──────── Material shown ────────

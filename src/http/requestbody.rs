//! Request body for POST operations.

use bytes::Bytes;
use http_body_util::Full;

/// Request body for HTTP methods that send data.
///
/// Bodies are always fully buffered, so hyper frames them with a
/// `Content-Length` header rather than chunked encoding.
#[derive(Debug, Clone, Default)]
pub enum RequestBody {
    /// No body (GET, HEAD).
    #[default]
    Empty,
    /// Body with raw bytes.
    Bytes(Bytes),
}

impl From<String> for RequestBody {
    fn from(s: String) -> Self {
        RequestBody::Bytes(Bytes::from(s))
    }
}

impl From<&str> for RequestBody {
    fn from(s: &str) -> Self {
        RequestBody::Bytes(Bytes::copy_from_slice(s.as_bytes()))
    }
}

impl From<Vec<u8>> for RequestBody {
    fn from(v: Vec<u8>) -> Self {
        RequestBody::Bytes(Bytes::from(v))
    }
}

impl From<Bytes> for RequestBody {
    fn from(b: Bytes) -> Self {
        RequestBody::Bytes(b)
    }
}

impl RequestBody {
    /// True when there is nothing to send, including a zero-length buffer.
    pub fn is_empty(&self) -> bool {
        self.len() == 0
    }

    /// Length in bytes.
    pub fn len(&self) -> usize {
        match self {
            RequestBody::Empty => 0,
            RequestBody::Bytes(b) => b.len(),
        }
    }

    /// Converts into the body type handed to hyper.
    pub(crate) fn into_full(self) -> Full<Bytes> {
        match self {
            RequestBody::Empty => Full::new(Bytes::new()),
            RequestBody::Bytes(b) => Full::new(b),
        }
    }
}
//! Attaching context to `io::Error`s.
//!
//! Socket calls fail with bare `io::Error`s that do not say what was being
//! contacted. These helpers wrap them into the `NetError` variant for the
//! operation at hand, carrying the host, domain or DNS server involved.

use crate::base::neterror::NetError;
use std::io;

/// Extension trait for adding context to IO Results.
pub trait IoResultExt<T> {
    /// Wrap a failed TCP connect to `host:port`.
    ///
    /// ```ignore
    /// let stream = TcpStream::connect(addr)
    ///     .await
    ///     .connection_context("example.com", 80)?;
    /// // "Connection to example.com:80 failed: connection refused"
    /// ```
    fn connection_context(self, host: &str, port: u16) -> Result<T, NetError>;

    /// Wrap a failed system lookup of `domain`.
    fn dns_context(self, domain: &str) -> Result<T, NetError>;

    /// Wrap a socket error raised while querying the DNS `server`.
    fn dns_server_context(self, server: &str) -> Result<T, NetError>;
}

impl<T> IoResultExt<T> for io::Result<T> {
    fn connection_context(self, host: &str, port: u16) -> Result<T, NetError> {
        self.map_err(|e| NetError::connection_failed_to(host, port, e))
    }

    fn dns_context(self, domain: &str) -> Result<T, NetError> {
        self.map_err(|e| NetError::dns_failed(domain, e))
    }

    fn dns_server_context(self, server: &str) -> Result<T, NetError> {
        self.map_err(|e| NetError::dns_query_failed(server, e))
    }
}
//! # simplenet
//!
//! Buffered HTTP requests with pluggable DNS resolution.
//!
//! `simplenet` is a thin layer over `hyper`: every request gets a fresh
//! connection, the whole response body is read into memory before the call
//! returns, and host names can be resolved by the operating system, by one
//! explicit DNS server, or pinned to a single domain.
//!
//! ## Features
//!
//! - **Buffered responses**: [`BufferedResponse`] owns its body; nothing to
//!   close, `bytes()` can be read any number of times
//! - **Custom DNS**: [`resolve`] queries a given server directly, and clients
//!   can route all resolution through it
//! - **Single-domain dialing**: [`Client::with_dns`] sends every connection to
//!   one domain on port 80
//! - **Blocking API**: no runtime needed on the caller's side
//!
//! ## Quick Start
//!
//! ```rust,no_run
//! use simplenet::Client;
//!
//! let addrs = simplenet::resolve("1.1.1.1:53", "example.com")?;
//! println!("example.com -> {addrs:?}");
//!
//! let client = Client::new();
//! let resp = client.post_form("http://example.com/login", [("user", "me")])?;
//! println!("{}: {}", resp.status(), resp.text()?);
//! # Ok::<(), simplenet::NetError>(())
//! ```
//!
//! ## Modules
//!
//! - [`base`] - Error type and `io::Error` context helpers
//! - [`dns`] - System, custom-server and single-query resolution
//! - [`socket`] - Dialers and connection setup
//! - [`http`] - Transport, request bodies and buffered responses
//! - [`config`] - Transport configuration and the process-wide default
//!
//! The blocking entry points build their own runtime; calling them from
//! inside an async runtime panics.

pub mod base;
pub mod client;
pub mod config;
pub mod dns;
pub mod http;
pub mod socket;

pub use base::neterror::NetError;
pub use client::{execute, get, head, post, post_form, Client, ClientBuilder, DEFAULT_TIMEOUT};
pub use config::{set_custom_dns, DnsMode, TransportConfig};
pub use dns::resolve;
pub use crate::http::{BufferedResponse, RequestBody};
pub use socket::{AddressSelector, DialerConfig, FirstAddress};
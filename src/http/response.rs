//! Fully buffered HTTP response.

use crate::base::neterror::NetError;
use bytes::Bytes;
use http::{HeaderMap, StatusCode, Version};

/// HTTP response whose body has already been read into memory.
///
/// The connection it arrived on is closed by the time a caller sees it, so
/// there is nothing to release: drop it whenever.
#[derive(Debug, Clone)]
pub struct BufferedResponse {
    status: StatusCode,
    version: Version,
    headers: HeaderMap,
    body: Bytes,
}

impl BufferedResponse {
    /// Assembles a response from its head and the drained body.
    pub fn new(parts: http::response::Parts, body: Bytes) -> Self {
        Self {
            status: parts.status,
            version: parts.version,
            headers: parts.headers,
            body,
        }
    }

    /// Get the status code.
    pub fn status(&self) -> StatusCode {
        self.status
    }

    /// Get the HTTP version.
    pub fn version(&self) -> Version {
        self.version
    }

    /// Get a reference to the headers.
    pub fn headers(&self) -> &HeaderMap {
        &self.headers
    }

    /// Size of the buffered body. This is the number of bytes actually
    /// received, not the `Content-Length` header the server sent.
    pub fn content_length(&self) -> u64 {
        self.body.len() as u64
    }

    /// The full body. Cheap to call repeatedly; every call returns the same
    /// bytes.
    pub fn bytes(&self) -> Bytes {
        self.body.clone()
    }

    /// Consumes the response, returning the body.
    pub fn into_bytes(self) -> Bytes {
        self.body
    }

    /// Body as UTF-8 text.
    pub fn text(&self) -> Result<String, NetError> {
        std::str::from_utf8(&self.body)
            .map(str::to_owned)
            .map_err(|_| NetError::InvalidUtf8)
    }

    /// Body deserialized as JSON.
    #[cfg(feature = "json")]
    pub fn json<T: serde::de::DeserializeOwned>(&self) -> Result<T, NetError> {
        serde_json::from_slice(&self.body).map_err(|e| NetError::JsonParseError(e.to_string()))
    }
}

impl From<BufferedResponse> for http::Response<Bytes> {
    fn from(resp: BufferedResponse) -> Self {
        let mut out = http::Response::new(resp.body);
        *out.status_mut() = resp.status;
        *out.version_mut() = resp.version;
        *out.headers_mut() = resp.headers;
        out
    }
}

────────

Problem
From top to bottom, reproduce the material exactly.

Answer box
filename src/http/requestbody.rs
//! Request body for POST operations.

use bytes::Bytes;
use http_body_util::Full;

/// Request body for HTTP methods that send data.
///
/// Bodies are always fully buffered, so hyper frames them with a
/// `Content-Length` header rather than chunked encoding.
#[derive(Debug, Clone, Default)]
pub enum RequestBody {
    /// No body (GET, HEAD).
    #[default]
    Empty,
    /// Body with raw bytes.
    Bytes(Bytes),
}

impl From<String> for RequestBody {
    fn from(s: String) -> Self {
        RequestBody::Bytes(Bytes::from(s))
    }
}

impl From<&str> for RequestBody {
    fn from(s: &str) -> Self {
        RequestBody::Bytes(Bytes::copy_from_slice(s.as_bytes()))
    }
}

impl From<Vec<u8>> for RequestBody {
    fn from(v: Vec<u8>) -> Self {
        RequestBody::Bytes(Bytes::from(v))
    }
}

impl From<Bytes> for RequestBody {
    fn from(b: Bytes) -> Self {
        RequestBody::Bytes(b)
    }
}

impl RequestBody {
    /// True when there is nothing to send, including a zero-length buffer.
    pub fn is_empty(&self) -> bool {
        self.len() == 0
    }

    /// Length in bytes.
    pub fn len(&self) -> usize {
        match self {
            RequestBody::Empty => 0,
            RequestBody::Bytes(b) => b.len(),
        }
    }

    /// Converts into the body type handed to hyper.
    pub(crate) fn into_full(self) -> Full<Bytes> {
        match self {
            RequestBody::Empty => Full::new(Bytes::new()),
            RequestBody::Bytes(b) => Full::new(b),
        }
    }
}
//! Attaching context to `io::Error`s.
//!
//! Socket calls fail with bare `io::Error`s that do not say what was being
//! contacted. These helpers wrap them into the `NetError` variant for the
//! operation at hand, carrying the host, domain or DNS server involved.

use crate::base::neterror::NetError;
use std::io;

/// Extension trait for adding context to IO Results.
pub trait IoResultExt<T> {
    /// Wrap a failed TCP connect to `host:port`.
    ///
    /// ```ignore
    /// let stream = TcpStream::connect(addr)
    ///     .await
    ///     .connection_context("example.com", 80)?;
    /// // "Connection to example.com:80 failed: connection refused"
    /// ```
    fn connection_context(self, host: &str, port: u16) -> Result<T, NetError>;

    /// Wrap a failed system lookup of `domain`.
    fn dns_context(self, domain: &str) -> Result<T, NetError>;

    /// Wrap a socket error raised while querying the DNS `server`.
    fn dns_server_context(self, server: &str) -> Result<T, NetError>;
}

impl<T> IoResultExt<T> for io::Result<T> {
    fn connection_context(self, host: &str, port: u16) -> Result<T, NetError> {
        self.map_err(|e| NetError::connection_failed_to(host, port, e))
    }

    fn dns_context(self, domain: &str) -> Result<T, NetError> {
        self.map_err(|e| NetError::dns_failed(domain, e))
    }

    fn dns_server_context(self, server: &str) -> Result<T, NetError> {
        self.map_err(|e| NetError::dns_query_failed(server, e))
    }
}
//! # simplenet
//!
//! Buffered HTTP requests with pluggable DNS resolution.
//!
//! `simplenet` is a thin layer over `hyper`: every request gets a fresh
//! connection, the whole response body is read into memory before the call
//! returns, and host names can be resolved by the operating system, by one
//! explicit DNS server, or pinned to a single domain.
//!
//! ## Features
//!
//! - **Buffered responses**: [`BufferedResponse`] owns its body; nothing to
//!   close, `bytes()` can be read any number of times
//! - **Custom DNS**: [`resolve`] queries a given server directly, and clients
//!   can route all resolution through it
//! - **Single-domain dialing**: [`Client::with_dns`] sends every connection to
//!   one domain on port 80
//! - **Blocking API**: no runtime needed on the caller's side
//!
//! ## Quick Start
//!
//! ```rust,no_run
//! use simplenet::Client;
//!
//! let addrs = simplenet::resolve("1.1.1.1:53", "example.com")?;
//! println!("example.com -> {addrs:?}");
//!
//! let client = Client::new();
//! let resp = client.post_form("http://example.com/login", [("user", "me")])?;
//! println!("{}: {}", resp.status(), resp.text()?);
//! # Ok::<(), simplenet::NetError>(())
//! ```
//!
//! ## Modules
//!
//! - [`base`] - Error type and `io::Error` context helpers
//! - [`dns`] - System, custom-server and single-query resolution
//! - [`socket`] - Dialers and connection setup
//! - [`http`] - Transport, request bodies and buffered responses
//! - [`config`] - Transport configuration and the process-wide default
//!
//! The blocking entry points build their own runtime; calling them from
//! inside an async runtime panics.

pub mod base;
pub mod client;
pub mod config;
pub mod dns;
pub mod http;
pub mod socket;

pub use base::neterror::NetError;
pub use client::{execute, get, head, post, post_form, Client, ClientBuilder, DEFAULT_TIMEOUT};
pub use config::{set_custom_dns, DnsMode, TransportConfig};
pub use dns::resolve;
pub use crate::http::{BufferedResponse, RequestBody};
pub use socket::{AddressSelector, DialerConfig, FirstAddress};
filename src/http/response.rs
//! Fully buffered HTTP response.

use crate::base::neterror::NetError;
use bytes::Bytes;
use http::{HeaderMap, StatusCode, Version};

/// HTTP response whose body has already been read into memory.
///
/// The connection it arrived on is closed by the time a caller sees it, so
/// there is nothing to release: drop it whenever.
#[derive(Debug, Clone)]
pub struct BufferedResponse {
    status: StatusCode,
    version: Version,
    headers: HeaderMap,
    body: Bytes,
}

impl BufferedResponse {
    /// Assembles a response from its head and the drained body.
    pub fn new(parts: http::response::Parts, body: Bytes) -> Self {
        Self {
            status: parts.status,
            version: parts.version,
            headers: parts.headers,
            body,
        }
    }

    /// Get the status code.
    pub fn status(&self) -> StatusCode {
        self.status
    }

    /// Get the HTTP version.
    pub fn version(&self) -> Version {
        self.version
    }

    /// Get a reference to the headers.
    pub fn headers(&self) -> &HeaderMap {
        &self.headers
    }

    /// Size of the buffered body. This is the number of bytes actually
    /// received, not the `Content-Length` header the server sent.
    pub fn content_length(&self) -> u64 {
        self.body.len() as u64
    }

    /// The full body. Cheap to call repeatedly; every call returns the same
    /// bytes.
    pub fn bytes(&self) -> Bytes {
        self.body.clone()
    }

    /// Consumes the response, returning the body.
    pub fn into_bytes(self) -> Bytes {
        self.body
    }

    /// Body as UTF-8 text.
    pub fn text(&self) -> Result<String, NetError> {
        std::str::from_utf8(&self.body)
            .map(str::to_owned)
            .map_err(|_| NetError::InvalidUtf8)
    }

    /// Body deserialized as JSON.
    #[cfg(feature = "json")]
    pub fn json<T: serde::de::DeserializeOwned>(&self) -> Result<T, NetError> {
        serde_json::from_slice(&self.body).map_err(|e| NetError::JsonParseError(e.to_string()))
    }
}

impl From<BufferedResponse> for http::Response<Bytes> {
    fn from(resp: BufferedResponse) -> Self {
        let mut out = http::Response::new(resp.body);
        *out.status_mut() = resp.status;
        *out.version_mut() = resp.version;
        *out.headers_mut() = resp.headers;
        out
    }
}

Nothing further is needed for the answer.